What is required: Below are some entries. Copy each line in them that holds "chars".

(Dataset excerpts)
- - -
//! URL and API key normalization
//!
//! Turns the base URL and API key a person typed (or pasted from the Dify
//! console, often with stray whitespace and punctuation) into a canonical
//! upstream target. The path heuristics decide whether the `/v1` API prefix
//! still has to be added; an endpoint suffix already present in the URL
//! path always wins over them.

use crate::mode::{AuthHeaderType, RequestMode};
use crate::ValidationError;
use once_cell::sync::Lazy;
use regex::Regex;
use std::fmt;

/// Shortest API key accepted after whitespace removal
pub const MIN_KEY_LEN: usize = 10;

/// Shortest acceptable `Authorization` header value
const MIN_AUTH_HEADER_LEN: usize = 15;

/// API version prefix inserted when the URL carries no path
const DEFAULT_API_VERSION: &str = "/v1";

static VERSIONED_TAIL: Lazy<Regex> = Lazy::new(|| Regex::new(r"/v\d+$").expect("valid regex"));
static PORT_WITH_PATH: Lazy<Regex> = Lazy::new(|| Regex::new(r":\d+/").expect("valid regex"));
static PORT_TAIL: Lazy<Regex> = Lazy::new(|| Regex::new(r":\d+$").expect("valid regex"));

/// Fully resolved upstream call target
///
/// Recomputed for every call and never persisted.
#[derive(Clone, PartialEq, Eq)]
pub struct UpstreamTarget {
    /// Scheme, host, port and any API prefix; no trailing `/ , ;` or whitespace
    pub base_url: String,
    /// Endpoint path, always starting with `/`
    pub endpoint_path: String,
    /// Credential header name
    pub auth_header_name: String,
    /// Credential header value
    pub auth_header_value: String,
}

impl UpstreamTarget {
    /// Full URL to POST to
    pub fn url(&self) -> String {
        format!("{}{}", self.base_url, self.endpoint_path)
    }
}

impl fmt::Debug for UpstreamTarget {
    fn fmt(&self, f: &mut fmt::Formatter<'_>) -> fmt::Result {
        f.debug_struct("UpstreamTarget")
            .field("base_url", &self.base_url)
            .field("endpoint_path", &self.endpoint_path)
            .field("auth_header_name", &self.auth_header_name)
            .field(
                "auth_header_value",
                &crate::utils::redact::mask_secret(&self.auth_header_value),
            )
            .finish()
    }
}

/// Remove every whitespace character from a key, including internal ones
pub fn clean_api_key(raw: &str) -> String {
    raw.chars().filter(|c| !c.is_whitespace()).collect()
}

/// Trim a base URL and strip trailing commas, semicolons, whitespace and slashes
///
/// Idempotent: `clean_base_url(&clean_base_url(x)) == clean_base_url(x)`.
pub fn clean_base_url(raw: &str) -> String {
    raw.trim()
        .trim_end_matches(|c: char| c == ',' || c == ';' || c == '/' || c.is_whitespace())
        .to_string()
}

/// Normalize with the default `Authorization: Bearer` header
pub fn normalize(
    raw_base_url: &str,
    raw_api_key: &str,
    mode: RequestMode,
) -> Result<UpstreamTarget, ValidationError> {
    normalize_with(raw_base_url, raw_api_key, mode, AuthHeaderType::Bearer)
}

/// Normalize a raw base URL and API key into an [`UpstreamTarget`]
pub fn normalize_with(
    raw_base_url: &str,
    raw_api_key: &str,
    mode: RequestMode,
    auth: AuthHeaderType,
) -> Result<UpstreamTarget, ValidationError> {
    let key = clean_api_key(raw_api_key);
    if key.is_empty() {
        return Err(ValidationError::EmptyKey);
    }
    let key_len = key.chars().count();
    if key_len < MIN_KEY_LEN {
        return Err(ValidationError::KeyTooShort { len: key_len });
    }

    let auth_header_value = auth.header_value(&key);
    if auth == AuthHeaderType::Bearer
        && (!auth_header_value.starts_with("Bearer ")
            || auth_header_value.len() < MIN_AUTH_HEADER_LEN)
    {
        return Err(ValidationError::MalformedAuthHeader);
    }

    let url = clean_base_url(raw_base_url);
    if !url.starts_with("http://") && !url.starts_with("https://") {
        return Err(ValidationError::InvalidUrl { url });
    }

    let (base_url, endpoint_path) = resolve_endpoint(&url, mode.endpoint_suffix());

    Ok(UpstreamTarget {
        base_url,
        endpoint_path,
        auth_header_name: auth.header_name().to_string(),
        auth_header_value,
    })
}

/// Split a cleaned URL into base and endpoint, inferring `/v1` when needed
fn resolve_endpoint(url: &str, suffix: &str) -> (String, String) {
    let path_start = path_start(url);
    if let Some(idx) = url[path_start..].find(suffix).map(|i| path_start + i) {
        let base = url[..idx].trim_end_matches('/');
        return (base.to_string(), url[base.len()..].to_string());
    }

    let needs_version = if VERSIONED_TAIL.is_match(url) || PORT_WITH_PATH.is_match(url) {
        false
    } else if PORT_TAIL.is_match(url) {
        true
    } else {
        path_start == url.len()
    };

    let base = if needs_version {
        format!("{}{}", url, DEFAULT_API_VERSION)
    } else {
        url.to_string()
    };
    (base, suffix.to_string())
}

/// Byte offset of the first `/` after `scheme://host[:port]`, or the URL length
fn path_start(url: &str) -> usize {
    let authority = url.find("://").map_or(0, |i| i + 3);
    url[authority..]
        .find('/')
        .map_or(url.len(), |i| authority + i)
}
- - -
Solved exercise:
    raw.chars().filter(|c| !c.is_whitespace()).collect()
    let key_len = key.chars().count();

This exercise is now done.